Juan 8:22
Decían entonces los Judíos: ¿Hase de matar á sí mismo, que dice: A donde yo voy, vosotros no podéis venir?
Referencia cruzada
En Juan 8:48, los judíos vuelven a insultar a Jesús llamándole samaritano y endemoniado, continuando su hostil incomprensión mostrada aquí.
Juan 8:52 repite la acusación de que Jesús tiene demonio, desarrollando el mismo tema de incredulidad de los versículos anteriores.
En Juan 7:20, la multitud dice igualmente que Jesús tiene demonio, una acusación recurrente contra él en todo el Evangelio.

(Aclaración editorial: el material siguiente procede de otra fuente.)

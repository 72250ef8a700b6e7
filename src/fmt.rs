//! Logging shim.
//!
//! Routes to `defmt` or `log` depending on the enabled feature and
//! compiles to nothing when neither is enabled. Must be declared first
//! in `lib.rs` so the macros are visible to every other module.
#![macro_use]
#![allow(unused_macros)]

#[cfg(all(feature = "defmt", feature = "log"))]
compile_error!("You may not enable both `defmt` and `log` features.");

macro_rules! trace {
    ($s:literal $(, $x:expr)* $(,)?) => {
        {
            #[cfg(feature = "defmt")]
            ::defmt::trace!($s $(, $x)*);
            #[cfg(feature = "log")]
            ::log::trace!($s $(, $x)*);
            #[cfg(not(any(feature = "defmt", feature = "log")))]
            let _ = ($( & $x ),*);
        }
    };
}

macro_rules! debug {
    ($s:literal $(, $x:expr)* $(,)?) => {
        {
            #[cfg(feature = "defmt")]
            ::defmt::debug!($s $(, $x)*);
            #[cfg(feature = "log")]
            ::log::debug!($s $(, $x)*);
            #[cfg(not(any(feature = "defmt", feature = "log")))]
            let _ = ($( & $x ),*);
        }
    };
}

macro_rules! info {
    ($s:literal $(, $x:expr)* $(,)?) => {
        {
            #[cfg(feature = "defmt")]
            ::defmt::info!($s $(, $x)*);
            #[cfg(feature = "log")]
            ::log::info!($s $(, $x)*);
            #[cfg(not(any(feature = "defmt", feature = "log")))]
            let _ = ($( & $x ),*);
        }
    };
}

macro_rules! warn {
    ($s:literal $(, $x:expr)* $(,)?) => {
        {
            #[cfg(feature = "defmt")]
            ::defmt::warn!($s $(, $x)*);
            #[cfg(feature = "log")]
            ::log::warn!($s $(, $x)*);
            #[cfg(not(any(feature = "defmt", feature = "log")))]
            let _ = ($( & $x ),*);
        }
    };
}

macro_rules! error {
    ($s:literal $(, $x:expr)* $(,)?) => {
        {
            #[cfg(feature = "defmt")]
            ::defmt::error!($s $(, $x)*);
            #[cfg(feature = "log")]
            ::log::error!($s $(, $x)*);
            #[cfg(not(any(feature = "defmt", feature = "log")))]
            let _ = ($( & $x ),*);
        }
    };
}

Juan 10:20 registra la misma acusación: 'Tiene demonio y está fuera de sí', mostrando el rechazo constante a Jesús.
Hebreos 12:3 dice explícitamente que Jesús soportó la hostilidad de los pecadores; la acusación de los judíos aquí es un ejemplo vívido de esa hostilidad.
Salmos 31:18 ora contra los labios mentirosos que hablan contra el justo, exactamente el tipo de falsa acusación que los judíos hacen aquí.
Salmos 123:4 habla de soportar el desprecio de los soberbios; Jesús enfrenta ese desprecio cuando los judíos sugieren que se suicidaría.